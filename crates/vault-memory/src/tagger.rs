//! Tag generation for notes.
//!
//! [`TagGenerator`] asks the remote model for tags and falls back to
//! [`heuristic_tags`] whenever the remote path is disabled, fails, or answers
//! with nothing usable. Callers always get at least one tag.

use std::collections::HashMap;

use tracing::{debug, instrument, warn};

use vault_core::defaults::{FALLBACK_TAG, MAX_TAGS, TAG_MAX_LEN, TAG_MIN_LEN, TAG_PROMPT_BODY_CHARS};
use vault_core::{clean_tags, is_stop_word, truncate_chars, words};
use vault_inference::{FailureReason, RemoteClient};

/// Where a note's tags came from.
#[derive(Debug, Clone, Copy, PartialEq, Eq)]
pub enum TagSource {
    Remote,
    Heuristic,
}

impl TagSource {
    pub fn as_str(&self) -> &'static str {
        match self {
            Self::Remote => "remote",
            Self::Heuristic => "heuristic",
        }
    }
}

/// Deterministic tags from the note's own words.
///
/// Candidate words are ranked by frequency, then length, then first
/// appearance. The first usable title word always leads.
pub fn heuristic_tags(title: &str, content: &str) -> Vec<String> {
    let usable = |w: &String| {
        let len = w.chars().count();
        (TAG_MIN_LEN..=TAG_MAX_LEN).contains(&len)
            && w.chars().all(|c| c.is_ascii_alphanumeric())
            && !w.chars().all(|c| c.is_ascii_digit())
            && !is_stop_word(w)
    };

    // word -> (count, first position)
    let mut stats: HashMap<String, (usize, usize)> = HashMap::new();
    let text = format!("{} {}", title, content);
    for (pos, word) in words(&text).filter(usable).enumerate() {
        stats.entry(word).or_insert((0, pos)).0 += 1;
    }

    let mut ranked: Vec<(String, usize, usize)> = stats
        .into_iter()
        .map(|(word, (count, first))| (word, count, first))
        .collect();
    ranked.sort_by(|a, b| {
        b.1.cmp(&a.1)
            .then_with(|| b.0.chars().count().cmp(&a.0.chars().count()))
            .then_with(|| a.2.cmp(&b.2))
    });

    let lead = words(title).find(|w| usable(w));
    let tags = clean_tags(lead.into_iter().chain(ranked.into_iter().map(|(word, _, _)| word)));

    if tags.is_empty() {
        vec![FALLBACK_TAG.to_string()]
    } else {
        tags
    }
}

/// Prompt asking the remote model for tags.
pub fn tag_prompt(title: &str, content: &str) -> String {
    let title = title.trim();
    let title = if title.is_empty() {
        vault_core::defaults::UNTITLED
    } else {
        title
    };
    let body = truncate_chars(content.trim(), TAG_PROMPT_BODY_CHARS);

    format!(
        "Generate 1-{max} lowercase, single-word tags that describe this note. \
         Respond with the tags only, comma-separated, with no other text.\n\n\
         Title: {title}\n\
         Content: {body}\n\n\
         Tags:",
        max = MAX_TAGS,
        title = title,
        body = body,
    )
}

/// Parse a remote tag suggestion. `None` when no usable tag survives.
pub fn parse_tag_response(text: &str) -> Option<Vec<String>> {
    let mut text = text.trim();
    if text
        .get(..5)
        .is_some_and(|label| label.eq_ignore_ascii_case("tags:"))
    {
        text = &text[5..];
    }

    let tags = clean_tags(
        text.split(|c: char| matches!(c, ',' | ';' | '|') || c.is_whitespace())
            .filter(|t| !t.is_empty()),
    );
    (!tags.is_empty()).then_some(tags)
}

/// Tag generation with remote-first, heuristic-fallback behaviour.
#[derive(Debug, Clone)]
pub struct TagGenerator {
    remote: RemoteClient,
}

impl TagGenerator {
    pub fn new(remote: RemoteClient) -> Self {
        Self { remote }
    }

    /// 1 to 5 tags for a note. Never fails.
    pub async fn generate_tags(&self, title: &str, content: &str) -> Vec<String> {
        self.generate_tags_with_source(title, content).await.0
    }

    #[instrument(skip(self, title, content), fields(subsystem = "memory", component = "tagger", op = "generate_tags"))]
    pub async fn generate_tags_with_source(
        &self,
        title: &str,
        content: &str,
    ) -> (Vec<String>, TagSource) {
        let remote = self
            .remote
            .complete(&tag_prompt(title, content))
            .await
            .into_result()
            .and_then(|text| {
                parse_tag_response(&text).ok_or_else(|| {
                    FailureReason::Unusable(format!("no usable tags in {} chars", text.len()))
                })
            });

        match remote {
            Ok(tags) => {
                debug!(result_count = tags.len(), source = "remote", "Generated tags");
                (tags, TagSource::Remote)
            }
            Err(reason) => {
                let tags = heuristic_tags(title, content);
                match &reason {
                    FailureReason::Disabled(_) => debug!(
                        fallback_reason = reason.label(),
                        result_count = tags.len(),
                        "Using heuristic tags"
                    ),
                    _ => warn!(
                        fallback_reason = reason.label(),
                        error = %reason,
                        result_count = tags.len(),
                        "Remote tagging failed, using heuristic tags"
                    ),
                }
                (tags, TagSource::Heuristic)
            }
        }
    }
}
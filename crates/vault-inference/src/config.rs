//! Remote model configuration.
//!
//! Configuration is read from environment variables:
//!
//! | Variable | Default | Description |
//! |----------|---------|-------------|
//! | `GEMINI_API_KEY` | (none) | API key. Absent means fallback-only mode |
//! | `GEMINI_MODEL_NAME` | `gemini-2.5-flash` | Generation model |
//! | `GEMINI_BASE_URL` | Google endpoint | API base URL |
//! | `VAULT_REMOTE_TIMEOUT_SECS` | 30 | Per-call timeout, whole seconds above zero |
//! | `TESTING` | (unset) | `true` disables the remote path entirely |

use std::sync::Arc;
use std::time::Duration;

use tracing::{info, warn};

use vault_core::defaults;

use crate::gemini::{GeminiBackend, GeminiConfig};
use crate::remote::{DisabledReason, RemoteClient};

/// Settings for reaching the remote model.
#[derive(Debug, Clone, PartialEq, Eq)]
pub struct RemoteConfig {
    pub api_key: Option<String>,
    pub model: String,
    pub base_url: String,
    pub timeout_secs: u64,
    /// Deterministic mode: never call the remote model.
    pub deterministic: bool,
}

impl Default for RemoteConfig {
    fn default() -> Self {
        Self {
            api_key: None,
            model: defaults::GEN_MODEL.to_string(),
            base_url: defaults::GEMINI_URL.to_string(),
            timeout_secs: defaults::REMOTE_TIMEOUT_SECS,
            deterministic: false,
        }
    }
}

impl RemoteConfig {
    /// Create from environment variables.
    pub fn from_env() -> Self {
        Self::from_vars(|key| std::env::var(key).ok())
    }

    /// Create from an arbitrary variable lookup.
    pub fn from_vars<F>(lookup: F) -> Self
    where
        F: Fn(&str) -> Option<String>,
    {
        let non_empty = |key: &str| lookup(key).filter(|v| !v.trim().is_empty());

        Self {
            api_key: non_empty(defaults::ENV_API_KEY),
            model: non_empty(defaults::ENV_MODEL_NAME)
                .unwrap_or_else(|| defaults::GEN_MODEL.to_string()),
            base_url: non_empty(defaults::ENV_BASE_URL)
                .unwrap_or_else(|| defaults::GEMINI_URL.to_string()),
            timeout_secs: non_empty(defaults::ENV_REMOTE_TIMEOUT_SECS)
                .and_then(|v| v.trim().parse::<u64>().ok())
                .filter(|secs| *secs > 0)
                .unwrap_or(defaults::REMOTE_TIMEOUT_SECS),
            deterministic: lookup(defaults::ENV_TESTING)
                .map(|v| v.eq_ignore_ascii_case("true") || v == "1")
                .unwrap_or(false),
        }
    }

    /// A configuration that never reaches the remote model.
    pub fn deterministic() -> Self {
        Self {
            deterministic: true,
            ..Self::default()
        }
    }

    /// Why the remote path would be disabled, if it would be.
    pub fn disabled_reason(&self) -> Option<DisabledReason> {
        if self.deterministic {
            Some(DisabledReason::DeterministicMode)
        } else if self.api_key.is_none() {
            Some(DisabledReason::MissingApiKey)
        } else {
            None
        }
    }

    pub fn timeout(&self) -> Duration {
        Duration::from_secs(self.timeout_secs)
    }

    /// Build the remote client. Never fails: a configuration that cannot reach
    /// the remote model yields a disabled client.
    pub fn build_client(&self) -> RemoteClient {
        if let Some(reason) = self.disabled_reason() {
            info!(reason = %reason, "Remote model disabled, using local fallback only");
            return RemoteClient::disabled(reason);
        }

        let gemini = GeminiConfig {
            base_url: self.base_url.clone(),
            api_key: self.api_key.clone().unwrap_or_default(),
            model: self.model.clone(),
            timeout_secs: self.timeout_secs,
        };
        match GeminiBackend::new(gemini) {
            Ok(backend) => RemoteClient::new(Arc::new(backend), self.timeout()),
            Err(e) => {
                warn!(error = %e, "Failed to initialize Gemini backend, using local fallback only");
                RemoteClient::disabled(DisabledReason::ClientInit(e.to_string()))
            }
        }
    }
}
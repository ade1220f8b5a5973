//! Centralized default constants for the vault-memory system.
//!
//! **This module is the single source of truth** for shared default values.
//! The tagging, recall, and inference crates reference these constants instead
//! of defining their own magic numbers.

// =============================================================================
// TAGGING
// =============================================================================

/// Maximum number of tags stored on a note.
pub const MAX_TAGS: usize = 5;

/// Shortest accepted tag, in characters. Shorter words are mostly noise.
pub const TAG_MIN_LEN: usize = 3;

/// Longest accepted tag, in characters.
pub const TAG_MAX_LEN: usize = 24;

/// Tag used when a note has no usable words at all.
pub const FALLBACK_TAG: &str = "note";

/// Characters of note body sent to the remote model for tag suggestions.
pub const TAG_PROMPT_BODY_CHARS: usize = 600;

/// Title used when a note has none.
pub const UNTITLED: &str = "Untitled";

// =============================================================================
// RECALL INDEX
// =============================================================================

/// Maximum title length in an index line.
pub const INDEX_TITLE_MAX: usize = 60;

/// Preview length in characters for index entries.
pub const PREVIEW_LENGTH: usize = 140;

/// Preview lengths tried, in order, when the rendered index exceeds its budget.
pub const PREVIEW_STEPS: [usize; 4] = [PREVIEW_LENGTH, 80, 40, 0];

/// Character budget for the rendered index block in a recall prompt.
pub const INDEX_CHAR_BUDGET: usize = 24_000;

/// Marker appended to truncated previews.
pub const ELLIPSIS: &str = "...";

// =============================================================================
// FALLBACK SCORING
// =============================================================================

/// Maximum notes returned by a recall.
pub const RECALL_LIMIT: usize = 5;

/// Score weight for a question token that matches a tag.
pub const TAG_WEIGHT: u32 = 3;

/// Score weight for a question token that matches the title or preview.
pub const TEXT_WEIGHT: u32 = 1;

// =============================================================================
// INFERENCE
// =============================================================================

/// Default remote generation model.
pub const GEN_MODEL: &str = "gemini-2.5-flash";

/// Default Gemini REST endpoint.
pub const GEMINI_URL: &str = "https://generativelanguage.googleapis.com/v1beta";

/// Timeout for a single remote generation call in seconds.
pub const REMOTE_TIMEOUT_SECS: u64 = 30;

/// Generation calls slower than this are logged as slow.
pub const SLOW_GENERATION_MS: u64 = 10_000;

// =============================================================================
// ENVIRONMENT VARIABLES
// =============================================================================

/// API key for the remote model. Absent means fallback-only mode.
pub const ENV_API_KEY: &str = "GEMINI_API_KEY";

/// Remote model name override.
pub const ENV_MODEL_NAME: &str = "GEMINI_MODEL_NAME";

/// Remote endpoint override.
pub const ENV_BASE_URL: &str = "GEMINI_BASE_URL";

/// Remote call timeout override in seconds.
pub const ENV_REMOTE_TIMEOUT_SECS: &str = "VAULT_REMOTE_TIMEOUT_SECS";

/// Deterministic mode switch: `TESTING=true` disables the remote path.
pub const ENV_TESTING: &str = "TESTING";
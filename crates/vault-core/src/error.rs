//! Error types for vault-memory.

use thiserror::Error;

use crate::models::NoteId;

/// Result type alias using vault-memory's Error type.
pub type Result<T> = std::result::Result<T, Error>;

/// Core error type for vault-memory operations.
#[derive(Error, Debug)]
pub enum Error {
    /// Note not found
    #[error("Note not found: {0}")]
    NoteNotFound(NoteId),

    /// Inference/generation failed
    #[error("Inference error: {0}")]
    Inference(String),

    /// Serialization/deserialization error
    #[error("Serialization error: {0}")]
    Serialization(String),

    /// Configuration error
    #[error("Configuration error: {0}")]
    Config(String),

    /// Invalid input
    #[error("Invalid input: {0}")]
    InvalidInput(String),

    /// HTTP/network request failed
    #[error("Request error: {0}")]
    Request(String),

    /// Internal error
    #[error("Internal error: {0}")]
    Internal(String),

    /// File I/O operation failed
    #[error("I/O error: {0}")]
    Io(#[from] std::io::Error),
}

impl From<serde_json::Error> for Error {
    fn from(e: serde_json::Error) -> Self {
        Error::Serialization(e.to_string())
    }
}

impl From<reqwest::Error> for Error {
    fn from(e: reqwest::Error) -> Self {
        Error::Request(e.to_string())
    }
}

#[cfg(test)]
mod tests {
    use super::*;

    #[test]
    fn test_error_display_note_not_found() {
        let err = Error::NoteNotFound(42);
        assert_eq!(err.to_string(), "Note not found: 42");
    }

    #[test]
    fn test_error_display_invalid_input() {
        let err = Error::InvalidInput("Notes need a title or content".to_string());
        assert_eq!(
            err.to_string(),
            "Invalid input: Notes need a title or content"
        );
    }

    #[test]
    fn test_error_display_inference() {
        let err = Error::Inference("model timeout".to_string());
        assert_eq!(err.to_string(), "Inference error: model timeout");
    }

    #[test]
    fn test_from_serde_json_error() {
        let json_err = serde_json::from_str::<i32>("not a number").unwrap_err();
        let err: Error = json_err.into();
        match err {
            Error::Serialization(msg) => assert!(!msg.is_empty()),
            _ => panic!("Expected Serialization error"),
        }
    }

    #[test]
    fn test_from_io_error() {
        let io_err = std::io::Error::new(std::io::ErrorKind::PermissionDenied, "access denied");
        let err: Error = io_err.into();
        assert!(matches!(err, Error::Io(_)));
        assert!(err.to_string().contains("access denied"));
    }

    #[test]
    fn test_error_is_send_sync() {
        fn assert_send<T: Send>() {}
        fn assert_sync<T: Sync>() {}

        assert_send::<Error>();
        assert_sync::<Error>();
    }
}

Work task. Within the listing above, find every line containing the string "reqwest" and return it.

Solution for this exercise.
impl From<reqwest::Error> for Error {
    fn from(e: reqwest::Error) -> Self {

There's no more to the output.